* [TASK TO CARRY OUT]: Take each line below that has "values" and copy it.

* [Saved data entries]:
───

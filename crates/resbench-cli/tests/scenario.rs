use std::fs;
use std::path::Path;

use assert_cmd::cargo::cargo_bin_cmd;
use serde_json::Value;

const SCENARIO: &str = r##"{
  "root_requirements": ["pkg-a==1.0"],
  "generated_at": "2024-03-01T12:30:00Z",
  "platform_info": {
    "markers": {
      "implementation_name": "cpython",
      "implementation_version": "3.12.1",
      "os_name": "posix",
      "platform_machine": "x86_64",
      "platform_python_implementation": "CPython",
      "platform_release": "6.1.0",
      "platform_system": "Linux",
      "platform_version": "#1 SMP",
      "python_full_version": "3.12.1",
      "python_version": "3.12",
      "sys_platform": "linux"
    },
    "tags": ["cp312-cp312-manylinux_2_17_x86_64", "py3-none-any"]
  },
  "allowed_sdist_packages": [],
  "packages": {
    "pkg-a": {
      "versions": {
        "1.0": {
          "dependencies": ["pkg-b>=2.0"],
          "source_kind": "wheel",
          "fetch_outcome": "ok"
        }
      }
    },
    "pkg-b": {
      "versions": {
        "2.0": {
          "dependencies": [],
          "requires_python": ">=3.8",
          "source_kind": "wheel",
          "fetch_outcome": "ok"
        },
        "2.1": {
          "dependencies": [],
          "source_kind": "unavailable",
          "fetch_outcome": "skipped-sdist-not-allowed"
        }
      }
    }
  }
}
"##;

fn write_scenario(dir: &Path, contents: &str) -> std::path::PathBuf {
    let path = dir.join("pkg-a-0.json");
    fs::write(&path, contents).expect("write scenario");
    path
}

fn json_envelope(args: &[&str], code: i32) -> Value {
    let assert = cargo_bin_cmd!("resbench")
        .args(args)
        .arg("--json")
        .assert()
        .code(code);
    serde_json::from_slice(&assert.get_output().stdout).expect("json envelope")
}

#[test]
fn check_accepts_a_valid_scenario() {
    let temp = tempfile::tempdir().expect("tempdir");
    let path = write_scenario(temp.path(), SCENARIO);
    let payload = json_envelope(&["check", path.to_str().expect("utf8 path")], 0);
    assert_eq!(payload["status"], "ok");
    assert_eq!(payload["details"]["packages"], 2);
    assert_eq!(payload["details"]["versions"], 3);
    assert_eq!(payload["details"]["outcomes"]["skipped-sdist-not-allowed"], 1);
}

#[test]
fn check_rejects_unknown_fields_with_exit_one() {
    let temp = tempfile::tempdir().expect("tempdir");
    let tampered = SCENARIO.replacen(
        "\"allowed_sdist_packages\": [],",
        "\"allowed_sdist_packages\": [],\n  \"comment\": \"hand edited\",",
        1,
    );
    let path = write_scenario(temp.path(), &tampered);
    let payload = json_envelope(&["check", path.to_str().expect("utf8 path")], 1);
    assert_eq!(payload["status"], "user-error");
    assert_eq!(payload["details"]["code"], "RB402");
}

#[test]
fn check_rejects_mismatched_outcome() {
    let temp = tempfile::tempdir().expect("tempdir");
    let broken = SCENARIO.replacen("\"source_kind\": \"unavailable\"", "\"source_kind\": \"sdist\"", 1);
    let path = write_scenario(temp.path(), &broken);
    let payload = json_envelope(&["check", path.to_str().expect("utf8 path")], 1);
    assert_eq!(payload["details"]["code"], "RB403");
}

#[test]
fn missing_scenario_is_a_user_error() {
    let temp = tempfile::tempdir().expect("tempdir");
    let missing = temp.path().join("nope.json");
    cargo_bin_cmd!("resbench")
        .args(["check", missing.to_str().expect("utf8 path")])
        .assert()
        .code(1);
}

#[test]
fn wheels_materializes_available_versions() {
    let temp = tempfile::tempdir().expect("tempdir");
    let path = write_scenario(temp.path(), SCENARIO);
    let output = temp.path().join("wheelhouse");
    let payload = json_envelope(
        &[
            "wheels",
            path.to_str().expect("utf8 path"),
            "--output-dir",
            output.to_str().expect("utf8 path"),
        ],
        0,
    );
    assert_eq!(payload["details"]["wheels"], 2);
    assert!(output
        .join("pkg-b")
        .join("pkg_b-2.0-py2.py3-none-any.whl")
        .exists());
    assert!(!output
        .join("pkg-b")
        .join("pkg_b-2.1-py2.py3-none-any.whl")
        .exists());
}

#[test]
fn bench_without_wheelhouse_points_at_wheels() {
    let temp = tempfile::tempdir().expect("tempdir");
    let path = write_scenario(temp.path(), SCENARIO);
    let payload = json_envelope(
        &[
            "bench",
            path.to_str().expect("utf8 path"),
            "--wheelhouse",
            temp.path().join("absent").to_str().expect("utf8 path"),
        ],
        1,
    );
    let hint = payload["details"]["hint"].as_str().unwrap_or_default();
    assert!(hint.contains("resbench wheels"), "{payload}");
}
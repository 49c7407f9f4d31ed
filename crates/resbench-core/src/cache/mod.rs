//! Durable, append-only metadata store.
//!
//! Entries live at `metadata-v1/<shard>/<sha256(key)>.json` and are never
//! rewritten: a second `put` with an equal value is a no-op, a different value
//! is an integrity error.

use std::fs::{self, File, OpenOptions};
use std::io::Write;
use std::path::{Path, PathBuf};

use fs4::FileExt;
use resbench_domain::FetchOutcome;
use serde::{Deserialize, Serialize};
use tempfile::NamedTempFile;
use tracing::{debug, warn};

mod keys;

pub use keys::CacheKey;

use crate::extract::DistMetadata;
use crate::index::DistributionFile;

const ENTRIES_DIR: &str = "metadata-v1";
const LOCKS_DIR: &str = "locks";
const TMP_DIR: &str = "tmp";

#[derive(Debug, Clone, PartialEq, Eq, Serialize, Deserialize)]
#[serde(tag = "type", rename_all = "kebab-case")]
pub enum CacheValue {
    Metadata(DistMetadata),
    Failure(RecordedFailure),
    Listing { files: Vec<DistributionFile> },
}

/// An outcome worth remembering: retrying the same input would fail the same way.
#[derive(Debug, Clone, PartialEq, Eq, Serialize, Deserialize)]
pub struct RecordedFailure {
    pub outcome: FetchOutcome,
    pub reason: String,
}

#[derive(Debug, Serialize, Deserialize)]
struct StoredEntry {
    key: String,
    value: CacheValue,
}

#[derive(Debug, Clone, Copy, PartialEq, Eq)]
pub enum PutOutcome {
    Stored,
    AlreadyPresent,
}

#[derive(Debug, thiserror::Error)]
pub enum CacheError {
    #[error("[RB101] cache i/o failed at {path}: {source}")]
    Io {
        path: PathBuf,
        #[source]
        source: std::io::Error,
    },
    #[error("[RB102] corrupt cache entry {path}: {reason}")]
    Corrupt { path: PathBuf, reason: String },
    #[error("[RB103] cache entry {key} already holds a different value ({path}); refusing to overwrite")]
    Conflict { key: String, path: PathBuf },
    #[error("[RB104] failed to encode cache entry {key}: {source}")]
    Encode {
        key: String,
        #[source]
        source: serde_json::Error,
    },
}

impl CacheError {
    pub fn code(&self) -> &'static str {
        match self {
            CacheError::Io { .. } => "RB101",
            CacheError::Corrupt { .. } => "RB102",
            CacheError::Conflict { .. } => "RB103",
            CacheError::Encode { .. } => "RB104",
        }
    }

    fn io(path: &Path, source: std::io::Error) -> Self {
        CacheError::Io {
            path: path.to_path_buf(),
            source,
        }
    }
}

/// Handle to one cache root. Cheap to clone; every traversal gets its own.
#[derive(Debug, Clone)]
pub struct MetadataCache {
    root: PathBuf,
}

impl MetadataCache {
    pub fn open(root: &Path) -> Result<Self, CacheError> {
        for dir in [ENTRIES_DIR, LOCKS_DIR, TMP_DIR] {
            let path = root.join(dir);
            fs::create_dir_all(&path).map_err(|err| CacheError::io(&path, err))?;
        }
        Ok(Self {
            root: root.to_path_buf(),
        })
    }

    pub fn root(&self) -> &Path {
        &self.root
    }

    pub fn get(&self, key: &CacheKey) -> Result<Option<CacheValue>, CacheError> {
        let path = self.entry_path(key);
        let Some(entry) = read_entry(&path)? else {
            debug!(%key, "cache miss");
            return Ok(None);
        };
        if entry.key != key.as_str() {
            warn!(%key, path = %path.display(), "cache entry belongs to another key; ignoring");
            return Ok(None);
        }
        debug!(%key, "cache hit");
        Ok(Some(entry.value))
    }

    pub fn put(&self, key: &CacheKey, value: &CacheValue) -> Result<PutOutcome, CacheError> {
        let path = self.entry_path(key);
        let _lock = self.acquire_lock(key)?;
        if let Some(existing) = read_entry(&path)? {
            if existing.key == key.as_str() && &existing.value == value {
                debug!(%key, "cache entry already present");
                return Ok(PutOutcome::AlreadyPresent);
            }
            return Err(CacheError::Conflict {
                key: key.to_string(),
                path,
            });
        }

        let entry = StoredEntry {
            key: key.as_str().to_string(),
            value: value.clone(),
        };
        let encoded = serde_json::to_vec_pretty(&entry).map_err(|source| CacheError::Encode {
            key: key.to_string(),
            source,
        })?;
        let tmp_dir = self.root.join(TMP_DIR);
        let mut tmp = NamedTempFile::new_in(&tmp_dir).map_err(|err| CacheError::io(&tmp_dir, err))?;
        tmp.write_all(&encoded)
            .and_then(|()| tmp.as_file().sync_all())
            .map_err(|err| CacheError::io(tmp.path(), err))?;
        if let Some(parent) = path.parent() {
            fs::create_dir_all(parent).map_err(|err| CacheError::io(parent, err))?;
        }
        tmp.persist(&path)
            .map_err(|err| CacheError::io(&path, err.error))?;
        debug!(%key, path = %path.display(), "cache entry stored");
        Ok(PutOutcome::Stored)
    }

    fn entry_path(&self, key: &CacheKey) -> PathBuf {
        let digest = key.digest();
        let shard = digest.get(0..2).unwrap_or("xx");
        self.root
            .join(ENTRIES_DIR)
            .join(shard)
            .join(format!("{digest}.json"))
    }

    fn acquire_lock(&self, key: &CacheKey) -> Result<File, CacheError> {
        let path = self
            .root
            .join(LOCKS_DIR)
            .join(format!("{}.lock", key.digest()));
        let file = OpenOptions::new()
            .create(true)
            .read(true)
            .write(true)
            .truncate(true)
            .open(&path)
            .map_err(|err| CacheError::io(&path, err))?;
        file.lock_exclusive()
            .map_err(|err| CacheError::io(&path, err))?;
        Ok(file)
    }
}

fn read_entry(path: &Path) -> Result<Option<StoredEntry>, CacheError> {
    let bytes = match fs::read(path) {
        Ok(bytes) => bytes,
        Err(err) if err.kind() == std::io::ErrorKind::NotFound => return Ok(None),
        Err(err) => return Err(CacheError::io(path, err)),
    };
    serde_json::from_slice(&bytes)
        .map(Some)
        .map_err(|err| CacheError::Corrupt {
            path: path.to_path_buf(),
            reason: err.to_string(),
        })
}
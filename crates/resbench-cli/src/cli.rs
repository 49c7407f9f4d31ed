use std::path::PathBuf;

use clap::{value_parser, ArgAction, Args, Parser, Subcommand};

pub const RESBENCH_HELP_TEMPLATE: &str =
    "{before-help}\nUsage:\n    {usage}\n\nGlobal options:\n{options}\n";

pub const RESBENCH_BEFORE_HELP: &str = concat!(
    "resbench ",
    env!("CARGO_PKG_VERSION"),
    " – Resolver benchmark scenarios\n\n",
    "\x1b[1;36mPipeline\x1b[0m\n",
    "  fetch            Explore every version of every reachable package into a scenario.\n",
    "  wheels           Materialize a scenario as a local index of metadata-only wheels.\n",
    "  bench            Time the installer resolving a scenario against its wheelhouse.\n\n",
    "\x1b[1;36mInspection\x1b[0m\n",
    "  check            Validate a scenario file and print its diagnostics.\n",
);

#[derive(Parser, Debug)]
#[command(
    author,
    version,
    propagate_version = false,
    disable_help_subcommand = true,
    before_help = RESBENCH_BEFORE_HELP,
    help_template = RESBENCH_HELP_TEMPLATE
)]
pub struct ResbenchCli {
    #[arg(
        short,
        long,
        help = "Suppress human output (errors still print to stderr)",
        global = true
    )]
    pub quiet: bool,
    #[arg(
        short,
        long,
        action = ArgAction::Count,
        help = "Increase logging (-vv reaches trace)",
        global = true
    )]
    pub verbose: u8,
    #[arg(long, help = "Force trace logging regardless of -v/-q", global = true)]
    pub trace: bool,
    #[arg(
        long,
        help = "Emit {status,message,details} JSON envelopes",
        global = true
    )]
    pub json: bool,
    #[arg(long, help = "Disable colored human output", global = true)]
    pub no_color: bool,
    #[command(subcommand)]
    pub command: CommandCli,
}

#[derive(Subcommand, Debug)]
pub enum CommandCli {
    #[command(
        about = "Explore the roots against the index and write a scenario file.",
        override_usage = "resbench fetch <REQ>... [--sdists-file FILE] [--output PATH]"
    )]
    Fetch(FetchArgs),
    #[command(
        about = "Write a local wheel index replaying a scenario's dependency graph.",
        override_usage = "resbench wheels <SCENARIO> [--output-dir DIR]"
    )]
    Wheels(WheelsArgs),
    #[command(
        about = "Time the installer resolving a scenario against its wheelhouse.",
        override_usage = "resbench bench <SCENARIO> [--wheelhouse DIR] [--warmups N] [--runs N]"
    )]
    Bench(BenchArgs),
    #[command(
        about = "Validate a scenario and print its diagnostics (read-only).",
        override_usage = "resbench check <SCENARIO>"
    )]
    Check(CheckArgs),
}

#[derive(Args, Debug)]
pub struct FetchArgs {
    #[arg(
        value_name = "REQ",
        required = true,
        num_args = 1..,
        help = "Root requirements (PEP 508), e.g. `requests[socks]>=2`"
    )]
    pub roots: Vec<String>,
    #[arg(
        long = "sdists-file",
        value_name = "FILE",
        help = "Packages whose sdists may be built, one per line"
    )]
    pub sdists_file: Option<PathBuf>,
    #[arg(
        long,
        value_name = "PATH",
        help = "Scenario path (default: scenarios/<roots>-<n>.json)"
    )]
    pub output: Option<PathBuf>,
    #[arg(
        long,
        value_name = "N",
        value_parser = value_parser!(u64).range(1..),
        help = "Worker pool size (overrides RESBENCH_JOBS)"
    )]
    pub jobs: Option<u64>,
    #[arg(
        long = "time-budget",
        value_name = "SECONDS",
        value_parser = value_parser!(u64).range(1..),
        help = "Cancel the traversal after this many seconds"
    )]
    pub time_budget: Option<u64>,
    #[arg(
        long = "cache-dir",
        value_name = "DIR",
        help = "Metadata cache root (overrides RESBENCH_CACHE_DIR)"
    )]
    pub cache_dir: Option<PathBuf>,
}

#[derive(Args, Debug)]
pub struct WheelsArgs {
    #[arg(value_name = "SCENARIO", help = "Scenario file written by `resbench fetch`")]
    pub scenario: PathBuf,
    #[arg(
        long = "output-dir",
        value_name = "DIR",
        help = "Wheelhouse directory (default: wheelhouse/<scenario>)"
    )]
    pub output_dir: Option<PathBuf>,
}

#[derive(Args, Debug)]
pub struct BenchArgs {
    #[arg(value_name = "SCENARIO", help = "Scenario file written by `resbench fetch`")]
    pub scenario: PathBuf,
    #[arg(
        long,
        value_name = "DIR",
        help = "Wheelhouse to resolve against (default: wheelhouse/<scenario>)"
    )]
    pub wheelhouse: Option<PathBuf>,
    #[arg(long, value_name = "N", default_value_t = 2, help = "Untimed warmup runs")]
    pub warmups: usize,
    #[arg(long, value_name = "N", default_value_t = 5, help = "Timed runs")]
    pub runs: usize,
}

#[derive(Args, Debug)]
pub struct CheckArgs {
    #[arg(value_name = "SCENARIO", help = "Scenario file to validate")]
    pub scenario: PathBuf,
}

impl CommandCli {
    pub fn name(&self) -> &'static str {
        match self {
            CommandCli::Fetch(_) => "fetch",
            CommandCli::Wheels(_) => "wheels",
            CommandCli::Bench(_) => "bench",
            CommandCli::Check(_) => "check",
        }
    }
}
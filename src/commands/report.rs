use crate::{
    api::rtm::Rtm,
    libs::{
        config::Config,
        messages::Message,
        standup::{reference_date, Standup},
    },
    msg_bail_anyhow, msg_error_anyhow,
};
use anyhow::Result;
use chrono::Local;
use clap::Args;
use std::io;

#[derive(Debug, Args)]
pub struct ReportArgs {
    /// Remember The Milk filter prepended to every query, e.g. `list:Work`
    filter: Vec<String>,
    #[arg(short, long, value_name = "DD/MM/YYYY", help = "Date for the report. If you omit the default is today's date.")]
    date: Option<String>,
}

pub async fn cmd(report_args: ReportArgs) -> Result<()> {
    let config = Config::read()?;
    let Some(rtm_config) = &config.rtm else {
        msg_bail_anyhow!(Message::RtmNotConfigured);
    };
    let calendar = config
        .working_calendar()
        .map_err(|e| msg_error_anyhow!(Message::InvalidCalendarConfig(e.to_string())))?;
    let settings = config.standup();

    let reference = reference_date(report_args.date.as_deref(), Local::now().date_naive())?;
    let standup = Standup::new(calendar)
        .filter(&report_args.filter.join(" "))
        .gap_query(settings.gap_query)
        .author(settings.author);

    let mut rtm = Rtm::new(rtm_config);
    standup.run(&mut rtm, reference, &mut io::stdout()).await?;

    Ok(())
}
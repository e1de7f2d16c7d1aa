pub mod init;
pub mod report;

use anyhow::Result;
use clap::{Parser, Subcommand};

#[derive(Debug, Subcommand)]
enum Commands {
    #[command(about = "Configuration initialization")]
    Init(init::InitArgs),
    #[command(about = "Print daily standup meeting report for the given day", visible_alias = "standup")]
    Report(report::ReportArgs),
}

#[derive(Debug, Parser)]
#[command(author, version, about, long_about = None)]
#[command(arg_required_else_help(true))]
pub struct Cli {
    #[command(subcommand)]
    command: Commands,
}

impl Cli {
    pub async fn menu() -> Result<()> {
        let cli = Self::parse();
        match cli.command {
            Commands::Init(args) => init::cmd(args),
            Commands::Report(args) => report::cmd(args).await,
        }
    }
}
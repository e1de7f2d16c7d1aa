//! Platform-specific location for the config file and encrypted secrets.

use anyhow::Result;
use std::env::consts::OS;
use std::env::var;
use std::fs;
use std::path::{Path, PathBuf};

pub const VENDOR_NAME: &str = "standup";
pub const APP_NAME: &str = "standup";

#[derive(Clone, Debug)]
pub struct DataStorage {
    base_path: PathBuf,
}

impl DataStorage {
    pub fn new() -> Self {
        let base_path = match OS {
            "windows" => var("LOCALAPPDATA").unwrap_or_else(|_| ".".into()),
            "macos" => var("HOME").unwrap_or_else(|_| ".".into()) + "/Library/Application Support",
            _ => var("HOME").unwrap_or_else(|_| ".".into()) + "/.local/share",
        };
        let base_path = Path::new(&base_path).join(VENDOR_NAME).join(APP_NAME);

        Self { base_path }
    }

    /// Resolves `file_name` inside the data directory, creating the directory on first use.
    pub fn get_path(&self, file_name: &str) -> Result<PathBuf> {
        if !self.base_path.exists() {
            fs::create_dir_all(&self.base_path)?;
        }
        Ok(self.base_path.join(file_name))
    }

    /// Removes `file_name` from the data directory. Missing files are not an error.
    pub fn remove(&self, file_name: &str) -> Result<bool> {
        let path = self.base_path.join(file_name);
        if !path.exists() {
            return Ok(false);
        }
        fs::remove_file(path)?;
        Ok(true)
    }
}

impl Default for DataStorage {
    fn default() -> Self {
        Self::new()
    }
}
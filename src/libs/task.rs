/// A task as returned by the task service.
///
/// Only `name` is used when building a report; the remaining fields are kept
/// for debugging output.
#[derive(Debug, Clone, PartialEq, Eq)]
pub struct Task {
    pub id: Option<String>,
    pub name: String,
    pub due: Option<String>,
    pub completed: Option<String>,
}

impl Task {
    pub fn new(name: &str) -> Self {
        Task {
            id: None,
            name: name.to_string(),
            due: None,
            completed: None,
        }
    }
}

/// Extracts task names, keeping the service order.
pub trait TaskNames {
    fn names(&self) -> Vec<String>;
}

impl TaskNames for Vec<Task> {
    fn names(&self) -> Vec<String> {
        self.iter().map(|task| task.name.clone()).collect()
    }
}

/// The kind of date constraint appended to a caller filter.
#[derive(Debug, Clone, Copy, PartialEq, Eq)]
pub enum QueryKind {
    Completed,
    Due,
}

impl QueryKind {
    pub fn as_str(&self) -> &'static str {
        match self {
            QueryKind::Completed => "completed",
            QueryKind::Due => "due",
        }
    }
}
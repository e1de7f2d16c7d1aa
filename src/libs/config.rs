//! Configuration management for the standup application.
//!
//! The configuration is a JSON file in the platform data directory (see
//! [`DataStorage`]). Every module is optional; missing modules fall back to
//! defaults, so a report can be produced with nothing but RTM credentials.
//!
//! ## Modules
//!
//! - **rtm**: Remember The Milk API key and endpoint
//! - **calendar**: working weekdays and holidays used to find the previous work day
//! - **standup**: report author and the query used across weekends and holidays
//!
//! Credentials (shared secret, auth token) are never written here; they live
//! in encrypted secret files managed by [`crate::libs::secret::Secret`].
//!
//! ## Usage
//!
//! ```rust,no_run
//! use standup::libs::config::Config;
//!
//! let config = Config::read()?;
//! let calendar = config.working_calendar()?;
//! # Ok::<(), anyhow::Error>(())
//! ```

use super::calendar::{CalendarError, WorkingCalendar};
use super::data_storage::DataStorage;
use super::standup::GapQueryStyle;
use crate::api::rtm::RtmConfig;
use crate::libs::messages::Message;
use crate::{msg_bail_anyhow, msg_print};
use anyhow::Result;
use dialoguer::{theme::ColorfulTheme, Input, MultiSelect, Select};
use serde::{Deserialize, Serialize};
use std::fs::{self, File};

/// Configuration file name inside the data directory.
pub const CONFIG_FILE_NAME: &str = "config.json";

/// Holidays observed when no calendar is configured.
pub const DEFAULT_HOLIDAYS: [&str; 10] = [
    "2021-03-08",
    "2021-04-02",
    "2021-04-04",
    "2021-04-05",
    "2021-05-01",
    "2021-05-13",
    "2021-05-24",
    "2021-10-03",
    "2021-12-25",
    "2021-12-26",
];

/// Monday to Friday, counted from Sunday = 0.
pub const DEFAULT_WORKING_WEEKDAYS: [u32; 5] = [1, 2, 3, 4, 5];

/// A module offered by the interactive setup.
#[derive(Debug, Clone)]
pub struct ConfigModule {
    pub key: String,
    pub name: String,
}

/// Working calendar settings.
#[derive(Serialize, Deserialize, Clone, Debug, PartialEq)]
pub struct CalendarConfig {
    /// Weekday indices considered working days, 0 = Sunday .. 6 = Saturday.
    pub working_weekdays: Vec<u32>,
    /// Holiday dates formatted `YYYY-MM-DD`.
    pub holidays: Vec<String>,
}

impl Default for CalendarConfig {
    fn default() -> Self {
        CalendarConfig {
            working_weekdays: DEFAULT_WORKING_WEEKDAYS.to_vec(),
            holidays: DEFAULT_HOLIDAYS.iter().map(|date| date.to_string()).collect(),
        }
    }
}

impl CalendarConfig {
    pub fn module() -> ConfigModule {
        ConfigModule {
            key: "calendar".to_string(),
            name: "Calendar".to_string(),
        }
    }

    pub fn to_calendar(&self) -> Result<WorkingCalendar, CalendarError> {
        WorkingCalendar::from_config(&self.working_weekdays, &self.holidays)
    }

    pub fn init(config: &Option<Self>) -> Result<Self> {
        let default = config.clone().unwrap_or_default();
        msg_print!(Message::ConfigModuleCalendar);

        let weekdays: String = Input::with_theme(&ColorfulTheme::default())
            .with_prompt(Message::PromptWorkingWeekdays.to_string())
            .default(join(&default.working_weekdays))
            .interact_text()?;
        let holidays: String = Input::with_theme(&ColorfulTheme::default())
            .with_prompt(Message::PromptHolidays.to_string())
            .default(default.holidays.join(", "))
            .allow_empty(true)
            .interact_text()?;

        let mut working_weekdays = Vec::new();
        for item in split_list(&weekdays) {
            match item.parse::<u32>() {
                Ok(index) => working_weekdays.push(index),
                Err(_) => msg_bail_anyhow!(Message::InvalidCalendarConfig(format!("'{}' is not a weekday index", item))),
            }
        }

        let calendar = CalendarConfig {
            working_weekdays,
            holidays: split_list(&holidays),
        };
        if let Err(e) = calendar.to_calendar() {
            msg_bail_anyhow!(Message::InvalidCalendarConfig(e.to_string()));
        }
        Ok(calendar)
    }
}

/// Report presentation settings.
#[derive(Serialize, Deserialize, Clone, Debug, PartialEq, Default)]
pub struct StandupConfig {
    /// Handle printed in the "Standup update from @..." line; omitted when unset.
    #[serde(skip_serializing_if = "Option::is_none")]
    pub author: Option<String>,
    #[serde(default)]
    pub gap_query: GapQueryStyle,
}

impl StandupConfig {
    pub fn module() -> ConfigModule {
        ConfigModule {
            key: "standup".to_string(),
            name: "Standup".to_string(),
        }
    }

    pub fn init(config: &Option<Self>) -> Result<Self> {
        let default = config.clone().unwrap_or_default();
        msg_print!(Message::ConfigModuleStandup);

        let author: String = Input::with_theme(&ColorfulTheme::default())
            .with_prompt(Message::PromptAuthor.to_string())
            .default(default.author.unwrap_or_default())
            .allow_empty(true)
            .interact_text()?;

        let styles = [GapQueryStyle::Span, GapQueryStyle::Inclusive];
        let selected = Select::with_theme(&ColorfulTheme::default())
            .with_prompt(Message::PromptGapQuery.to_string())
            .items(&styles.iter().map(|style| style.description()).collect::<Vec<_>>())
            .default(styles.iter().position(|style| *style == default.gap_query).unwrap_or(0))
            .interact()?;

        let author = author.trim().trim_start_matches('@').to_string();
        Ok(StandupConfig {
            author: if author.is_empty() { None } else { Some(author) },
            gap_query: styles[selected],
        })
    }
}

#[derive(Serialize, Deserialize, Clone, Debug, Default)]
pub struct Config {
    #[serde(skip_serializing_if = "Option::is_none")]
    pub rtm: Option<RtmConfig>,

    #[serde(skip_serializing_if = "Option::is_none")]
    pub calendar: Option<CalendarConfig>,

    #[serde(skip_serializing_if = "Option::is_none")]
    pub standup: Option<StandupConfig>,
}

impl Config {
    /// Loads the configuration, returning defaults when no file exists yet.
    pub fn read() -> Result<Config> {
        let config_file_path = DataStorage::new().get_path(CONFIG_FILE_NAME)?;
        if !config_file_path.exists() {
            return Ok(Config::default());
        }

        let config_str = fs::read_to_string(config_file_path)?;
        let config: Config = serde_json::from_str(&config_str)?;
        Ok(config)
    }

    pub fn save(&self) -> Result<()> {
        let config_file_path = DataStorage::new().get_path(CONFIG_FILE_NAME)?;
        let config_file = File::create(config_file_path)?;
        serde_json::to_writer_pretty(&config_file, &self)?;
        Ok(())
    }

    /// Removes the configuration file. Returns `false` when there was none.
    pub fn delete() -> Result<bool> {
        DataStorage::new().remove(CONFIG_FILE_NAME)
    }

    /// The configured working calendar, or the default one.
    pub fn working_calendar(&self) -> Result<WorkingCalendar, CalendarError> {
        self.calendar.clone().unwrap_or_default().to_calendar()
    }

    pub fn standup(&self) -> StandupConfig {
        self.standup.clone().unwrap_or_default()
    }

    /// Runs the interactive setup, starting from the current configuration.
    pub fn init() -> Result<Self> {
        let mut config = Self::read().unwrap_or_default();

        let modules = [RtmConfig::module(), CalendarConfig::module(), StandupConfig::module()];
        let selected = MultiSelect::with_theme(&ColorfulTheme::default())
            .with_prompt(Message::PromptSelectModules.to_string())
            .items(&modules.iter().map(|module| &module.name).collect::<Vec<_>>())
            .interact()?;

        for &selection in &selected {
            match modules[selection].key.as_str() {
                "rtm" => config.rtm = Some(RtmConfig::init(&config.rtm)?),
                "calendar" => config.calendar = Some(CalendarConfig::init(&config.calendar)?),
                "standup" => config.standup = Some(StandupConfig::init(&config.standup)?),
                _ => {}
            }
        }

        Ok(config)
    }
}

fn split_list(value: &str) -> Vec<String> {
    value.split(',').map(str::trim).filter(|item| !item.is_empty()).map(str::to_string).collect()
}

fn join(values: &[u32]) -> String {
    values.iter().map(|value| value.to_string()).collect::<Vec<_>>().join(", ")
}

───

* [COMPLETED TASK]:
fn join(values: &[u32]) -> String {
    values.iter().map(|value| value.to_string()).collect::<Vec<_>>().join(", ")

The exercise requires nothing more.